The problem: Scan the records below for the line with "Self::default()" and the line with "opposite - being". Repeat those two lines and every line between them exactly, and nothing else.

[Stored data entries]
——
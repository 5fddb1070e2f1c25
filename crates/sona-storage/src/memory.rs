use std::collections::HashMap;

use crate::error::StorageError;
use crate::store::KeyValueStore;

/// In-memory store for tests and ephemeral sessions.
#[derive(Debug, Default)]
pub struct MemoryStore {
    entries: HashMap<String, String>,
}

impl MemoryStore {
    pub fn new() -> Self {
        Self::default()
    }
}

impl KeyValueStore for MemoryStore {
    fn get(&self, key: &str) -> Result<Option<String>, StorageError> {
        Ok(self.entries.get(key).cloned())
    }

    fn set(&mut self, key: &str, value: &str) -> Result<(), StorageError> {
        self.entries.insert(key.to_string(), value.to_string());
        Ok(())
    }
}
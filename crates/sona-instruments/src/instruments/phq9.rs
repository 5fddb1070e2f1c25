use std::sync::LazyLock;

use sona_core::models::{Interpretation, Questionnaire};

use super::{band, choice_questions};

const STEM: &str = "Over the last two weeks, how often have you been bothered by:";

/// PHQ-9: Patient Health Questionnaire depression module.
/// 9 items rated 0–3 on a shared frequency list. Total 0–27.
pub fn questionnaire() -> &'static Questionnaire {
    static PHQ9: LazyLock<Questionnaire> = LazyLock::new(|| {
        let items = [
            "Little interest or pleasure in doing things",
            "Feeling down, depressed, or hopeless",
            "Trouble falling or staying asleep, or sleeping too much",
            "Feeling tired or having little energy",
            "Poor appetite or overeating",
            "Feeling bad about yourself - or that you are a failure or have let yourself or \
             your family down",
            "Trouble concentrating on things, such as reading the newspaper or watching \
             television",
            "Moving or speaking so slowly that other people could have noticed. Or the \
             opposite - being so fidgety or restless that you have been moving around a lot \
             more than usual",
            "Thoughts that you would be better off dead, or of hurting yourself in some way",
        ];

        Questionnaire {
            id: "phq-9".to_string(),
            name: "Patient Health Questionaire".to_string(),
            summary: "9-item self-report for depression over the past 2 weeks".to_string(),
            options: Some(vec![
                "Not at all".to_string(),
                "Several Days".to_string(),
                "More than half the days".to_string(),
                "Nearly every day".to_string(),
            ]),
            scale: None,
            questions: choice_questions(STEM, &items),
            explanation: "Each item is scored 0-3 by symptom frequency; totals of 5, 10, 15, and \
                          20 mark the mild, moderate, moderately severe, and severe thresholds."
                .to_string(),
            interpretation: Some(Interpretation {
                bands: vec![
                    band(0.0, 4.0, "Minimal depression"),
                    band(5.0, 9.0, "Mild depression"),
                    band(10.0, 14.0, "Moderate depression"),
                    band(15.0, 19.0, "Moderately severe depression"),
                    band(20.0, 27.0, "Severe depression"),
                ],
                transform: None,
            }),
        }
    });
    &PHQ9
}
——
Answer to this problem:
        Self::default()
    }
}

impl KeyValueStore for MemoryStore {
    fn get(&self, key: &str) -> Result<Option<String>, StorageError> {
        Ok(self.entries.get(key).cloned())
    }

    fn set(&mut self, key: &str, value: &str) -> Result<(), StorageError> {
        self.entries.insert(key.to_string(), value.to_string());
        Ok(())
    }
}
filename crates/sona-instruments/src/instruments/phq9.rs
repository 5fddb1070e2f1c25
use std::sync::LazyLock;

use sona_core::models::{Interpretation, Questionnaire};

use super::{band, choice_questions};

const STEM: &str = "Over the last two weeks, how often have you been bothered by:";

/// PHQ-9: Patient Health Questionnaire depression module.
/// 9 items rated 0–3 on a shared frequency list. Total 0–27.
pub fn questionnaire() -> &'static Questionnaire {
    static PHQ9: LazyLock<Questionnaire> = LazyLock::new(|| {
        let items = [
            "Little interest or pleasure in doing things",
            "Feeling down, depressed, or hopeless",
            "Trouble falling or staying asleep, or sleeping too much",
            "Feeling tired or having little energy",
            "Poor appetite or overeating",
            "Feeling bad about yourself - or that you are a failure or have let yourself or \
             your family down",
            "Trouble concentrating on things, such as reading the newspaper or watching \
             television",
            "Moving or speaking so slowly that other people could have noticed. Or the \
             opposite - being so fidgety or restless that you have been moving around a lot \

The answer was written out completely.